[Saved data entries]
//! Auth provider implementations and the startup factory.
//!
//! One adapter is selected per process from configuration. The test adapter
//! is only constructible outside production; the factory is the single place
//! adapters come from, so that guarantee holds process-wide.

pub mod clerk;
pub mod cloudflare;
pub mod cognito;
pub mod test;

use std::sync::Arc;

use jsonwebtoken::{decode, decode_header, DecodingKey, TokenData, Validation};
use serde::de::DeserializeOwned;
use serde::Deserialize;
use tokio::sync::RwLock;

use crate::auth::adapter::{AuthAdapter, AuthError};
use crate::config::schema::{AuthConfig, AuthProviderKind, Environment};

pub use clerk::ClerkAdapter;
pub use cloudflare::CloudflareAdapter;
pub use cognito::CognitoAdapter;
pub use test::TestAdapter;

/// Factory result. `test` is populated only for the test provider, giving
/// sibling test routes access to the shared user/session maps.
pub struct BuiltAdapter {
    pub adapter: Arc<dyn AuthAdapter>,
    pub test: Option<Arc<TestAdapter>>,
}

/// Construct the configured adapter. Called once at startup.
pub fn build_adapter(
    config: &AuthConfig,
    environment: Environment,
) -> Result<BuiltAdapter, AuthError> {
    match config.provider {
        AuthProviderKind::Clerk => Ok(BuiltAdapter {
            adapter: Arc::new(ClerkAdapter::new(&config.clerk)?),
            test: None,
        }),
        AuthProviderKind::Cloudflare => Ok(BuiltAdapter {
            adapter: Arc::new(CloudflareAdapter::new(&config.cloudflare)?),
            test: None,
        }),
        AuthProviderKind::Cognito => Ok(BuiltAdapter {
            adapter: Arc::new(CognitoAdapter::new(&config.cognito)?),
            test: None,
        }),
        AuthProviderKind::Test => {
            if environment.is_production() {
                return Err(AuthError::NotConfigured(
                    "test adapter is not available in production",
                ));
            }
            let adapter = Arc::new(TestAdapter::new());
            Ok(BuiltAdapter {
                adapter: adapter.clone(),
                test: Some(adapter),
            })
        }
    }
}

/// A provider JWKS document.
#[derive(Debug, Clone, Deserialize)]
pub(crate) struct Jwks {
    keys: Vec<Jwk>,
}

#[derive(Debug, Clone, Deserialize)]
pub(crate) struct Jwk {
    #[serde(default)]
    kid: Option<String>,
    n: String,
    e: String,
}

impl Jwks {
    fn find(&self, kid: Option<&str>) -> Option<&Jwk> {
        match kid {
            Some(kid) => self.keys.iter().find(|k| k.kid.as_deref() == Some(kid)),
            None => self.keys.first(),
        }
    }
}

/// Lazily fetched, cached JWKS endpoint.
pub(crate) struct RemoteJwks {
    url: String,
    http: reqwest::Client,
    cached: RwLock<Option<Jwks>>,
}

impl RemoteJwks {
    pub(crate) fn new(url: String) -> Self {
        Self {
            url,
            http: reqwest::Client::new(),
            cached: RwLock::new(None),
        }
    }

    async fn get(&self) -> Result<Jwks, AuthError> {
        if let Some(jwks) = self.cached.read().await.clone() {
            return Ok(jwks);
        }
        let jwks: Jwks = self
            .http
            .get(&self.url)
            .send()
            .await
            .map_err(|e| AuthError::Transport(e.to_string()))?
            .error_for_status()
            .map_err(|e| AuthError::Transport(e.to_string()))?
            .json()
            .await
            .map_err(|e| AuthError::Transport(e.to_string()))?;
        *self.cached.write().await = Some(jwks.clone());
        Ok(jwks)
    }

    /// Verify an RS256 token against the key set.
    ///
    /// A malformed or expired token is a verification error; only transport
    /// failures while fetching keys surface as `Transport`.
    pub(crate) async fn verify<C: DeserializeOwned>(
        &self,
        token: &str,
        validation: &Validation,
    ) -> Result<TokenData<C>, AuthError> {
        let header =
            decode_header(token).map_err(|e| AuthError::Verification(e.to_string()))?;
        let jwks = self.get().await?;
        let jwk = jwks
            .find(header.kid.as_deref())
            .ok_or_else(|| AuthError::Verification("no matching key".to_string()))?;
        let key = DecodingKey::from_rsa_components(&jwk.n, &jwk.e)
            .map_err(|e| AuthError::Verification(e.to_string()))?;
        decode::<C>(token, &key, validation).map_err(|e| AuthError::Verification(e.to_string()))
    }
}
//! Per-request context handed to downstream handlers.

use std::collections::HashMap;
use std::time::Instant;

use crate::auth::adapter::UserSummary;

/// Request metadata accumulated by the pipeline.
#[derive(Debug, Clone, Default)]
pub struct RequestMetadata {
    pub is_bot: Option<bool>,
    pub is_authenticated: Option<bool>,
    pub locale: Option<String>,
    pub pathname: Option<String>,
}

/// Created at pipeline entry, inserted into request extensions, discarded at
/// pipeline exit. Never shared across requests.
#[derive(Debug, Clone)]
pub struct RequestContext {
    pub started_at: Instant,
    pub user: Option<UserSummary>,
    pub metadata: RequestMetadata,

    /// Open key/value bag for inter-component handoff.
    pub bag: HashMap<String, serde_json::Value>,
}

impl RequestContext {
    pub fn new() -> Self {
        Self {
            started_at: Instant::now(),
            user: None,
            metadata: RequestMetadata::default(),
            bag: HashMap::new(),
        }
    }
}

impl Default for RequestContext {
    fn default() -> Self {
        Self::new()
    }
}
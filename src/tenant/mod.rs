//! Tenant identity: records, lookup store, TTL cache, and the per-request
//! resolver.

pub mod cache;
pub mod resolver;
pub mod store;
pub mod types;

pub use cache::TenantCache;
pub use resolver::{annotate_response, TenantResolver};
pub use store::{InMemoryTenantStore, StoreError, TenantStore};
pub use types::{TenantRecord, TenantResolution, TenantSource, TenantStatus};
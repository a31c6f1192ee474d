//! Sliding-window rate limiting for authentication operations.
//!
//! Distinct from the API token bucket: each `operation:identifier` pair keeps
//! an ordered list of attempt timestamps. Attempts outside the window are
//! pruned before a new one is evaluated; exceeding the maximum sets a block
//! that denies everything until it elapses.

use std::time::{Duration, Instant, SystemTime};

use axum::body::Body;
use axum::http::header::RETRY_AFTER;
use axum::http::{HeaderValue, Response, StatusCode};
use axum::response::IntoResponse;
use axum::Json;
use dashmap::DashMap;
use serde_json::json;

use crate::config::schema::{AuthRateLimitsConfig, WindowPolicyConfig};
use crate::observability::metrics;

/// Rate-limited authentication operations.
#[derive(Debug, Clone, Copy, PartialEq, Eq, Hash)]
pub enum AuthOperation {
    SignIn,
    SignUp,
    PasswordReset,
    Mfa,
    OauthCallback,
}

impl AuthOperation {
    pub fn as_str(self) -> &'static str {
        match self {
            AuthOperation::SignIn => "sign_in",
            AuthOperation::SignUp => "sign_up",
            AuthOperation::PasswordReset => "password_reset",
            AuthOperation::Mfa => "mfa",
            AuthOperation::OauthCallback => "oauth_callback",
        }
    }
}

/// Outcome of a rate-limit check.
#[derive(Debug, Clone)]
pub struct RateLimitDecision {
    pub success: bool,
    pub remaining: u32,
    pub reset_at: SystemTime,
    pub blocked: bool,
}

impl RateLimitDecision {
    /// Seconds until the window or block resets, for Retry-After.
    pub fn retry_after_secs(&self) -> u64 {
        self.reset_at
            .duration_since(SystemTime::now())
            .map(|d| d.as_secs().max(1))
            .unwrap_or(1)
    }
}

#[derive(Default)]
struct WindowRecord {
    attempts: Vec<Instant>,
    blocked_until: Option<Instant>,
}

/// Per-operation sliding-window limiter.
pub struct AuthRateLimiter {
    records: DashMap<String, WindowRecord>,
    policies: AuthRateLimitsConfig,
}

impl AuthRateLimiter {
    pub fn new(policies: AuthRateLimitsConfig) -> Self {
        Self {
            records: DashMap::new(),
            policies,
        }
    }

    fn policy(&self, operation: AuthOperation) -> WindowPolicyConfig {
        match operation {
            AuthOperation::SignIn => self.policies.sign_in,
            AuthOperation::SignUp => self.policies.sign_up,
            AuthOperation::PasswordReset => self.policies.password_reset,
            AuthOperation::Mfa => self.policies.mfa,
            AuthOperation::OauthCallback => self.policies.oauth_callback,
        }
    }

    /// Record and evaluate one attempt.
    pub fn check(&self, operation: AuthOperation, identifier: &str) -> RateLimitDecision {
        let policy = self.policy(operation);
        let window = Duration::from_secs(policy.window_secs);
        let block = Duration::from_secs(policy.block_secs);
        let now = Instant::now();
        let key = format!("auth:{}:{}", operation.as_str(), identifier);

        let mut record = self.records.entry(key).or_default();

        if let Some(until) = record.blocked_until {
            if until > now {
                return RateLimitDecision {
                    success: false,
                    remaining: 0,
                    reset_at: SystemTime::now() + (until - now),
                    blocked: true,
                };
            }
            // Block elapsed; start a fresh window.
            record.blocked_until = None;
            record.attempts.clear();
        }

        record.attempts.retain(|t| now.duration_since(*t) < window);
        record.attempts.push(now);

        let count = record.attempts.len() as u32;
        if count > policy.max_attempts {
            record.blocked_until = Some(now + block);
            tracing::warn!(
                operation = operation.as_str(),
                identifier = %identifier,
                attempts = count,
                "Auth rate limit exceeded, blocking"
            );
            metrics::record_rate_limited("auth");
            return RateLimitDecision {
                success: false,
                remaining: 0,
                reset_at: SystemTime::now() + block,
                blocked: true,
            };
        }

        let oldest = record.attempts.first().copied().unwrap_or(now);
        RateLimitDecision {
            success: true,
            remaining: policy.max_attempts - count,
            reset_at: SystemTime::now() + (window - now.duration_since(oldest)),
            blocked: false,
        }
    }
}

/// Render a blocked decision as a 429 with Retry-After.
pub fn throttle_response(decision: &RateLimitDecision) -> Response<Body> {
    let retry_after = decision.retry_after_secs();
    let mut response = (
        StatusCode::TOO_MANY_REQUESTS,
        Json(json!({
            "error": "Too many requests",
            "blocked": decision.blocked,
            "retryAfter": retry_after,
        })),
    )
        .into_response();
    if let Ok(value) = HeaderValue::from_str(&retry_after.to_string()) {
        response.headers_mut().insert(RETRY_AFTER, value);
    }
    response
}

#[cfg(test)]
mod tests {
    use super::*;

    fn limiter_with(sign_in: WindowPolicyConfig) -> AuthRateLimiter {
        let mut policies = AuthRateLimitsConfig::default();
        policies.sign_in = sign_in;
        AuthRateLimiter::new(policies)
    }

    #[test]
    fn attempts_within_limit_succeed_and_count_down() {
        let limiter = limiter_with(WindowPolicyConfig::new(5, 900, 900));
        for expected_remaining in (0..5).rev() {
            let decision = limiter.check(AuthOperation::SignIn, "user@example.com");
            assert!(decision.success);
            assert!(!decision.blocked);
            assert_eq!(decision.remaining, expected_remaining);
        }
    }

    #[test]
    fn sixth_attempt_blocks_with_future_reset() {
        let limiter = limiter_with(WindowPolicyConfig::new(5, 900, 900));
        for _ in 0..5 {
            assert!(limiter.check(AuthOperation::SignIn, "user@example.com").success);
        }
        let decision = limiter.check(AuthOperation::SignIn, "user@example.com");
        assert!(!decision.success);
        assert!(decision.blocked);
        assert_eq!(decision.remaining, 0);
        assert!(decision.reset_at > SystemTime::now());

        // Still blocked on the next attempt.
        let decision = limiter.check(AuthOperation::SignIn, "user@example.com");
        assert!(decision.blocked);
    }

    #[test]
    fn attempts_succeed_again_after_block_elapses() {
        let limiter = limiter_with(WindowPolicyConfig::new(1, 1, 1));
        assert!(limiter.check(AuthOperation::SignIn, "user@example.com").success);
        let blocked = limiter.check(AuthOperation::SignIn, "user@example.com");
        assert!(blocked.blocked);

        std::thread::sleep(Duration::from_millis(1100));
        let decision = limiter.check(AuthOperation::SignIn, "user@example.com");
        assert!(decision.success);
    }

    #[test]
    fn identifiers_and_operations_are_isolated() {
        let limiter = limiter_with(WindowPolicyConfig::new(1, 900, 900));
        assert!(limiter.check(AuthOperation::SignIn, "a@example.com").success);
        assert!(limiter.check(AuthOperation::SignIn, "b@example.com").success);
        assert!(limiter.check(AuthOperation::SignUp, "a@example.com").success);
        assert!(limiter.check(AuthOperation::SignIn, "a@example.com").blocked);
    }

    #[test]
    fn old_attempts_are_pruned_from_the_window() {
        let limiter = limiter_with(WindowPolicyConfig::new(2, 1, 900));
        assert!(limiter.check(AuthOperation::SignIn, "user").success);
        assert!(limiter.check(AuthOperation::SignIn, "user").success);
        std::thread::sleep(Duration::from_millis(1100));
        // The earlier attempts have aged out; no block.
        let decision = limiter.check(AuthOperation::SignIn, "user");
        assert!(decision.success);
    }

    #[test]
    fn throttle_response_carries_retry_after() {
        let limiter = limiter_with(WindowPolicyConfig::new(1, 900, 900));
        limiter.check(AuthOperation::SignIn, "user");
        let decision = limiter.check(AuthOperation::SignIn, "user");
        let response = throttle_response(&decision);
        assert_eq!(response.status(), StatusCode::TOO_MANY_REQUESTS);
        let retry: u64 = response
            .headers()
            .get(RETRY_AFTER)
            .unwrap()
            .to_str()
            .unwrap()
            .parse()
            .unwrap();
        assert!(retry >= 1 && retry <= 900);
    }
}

● **TASK DIRECTIONS**: Every line that contains the string "PasswordReset" should be returned from the data.

● **FINISHED TASK**:
    PasswordReset,
            AuthOperation::PasswordReset => "password_reset",
            AuthOperation::PasswordReset => self.policies.password_reset,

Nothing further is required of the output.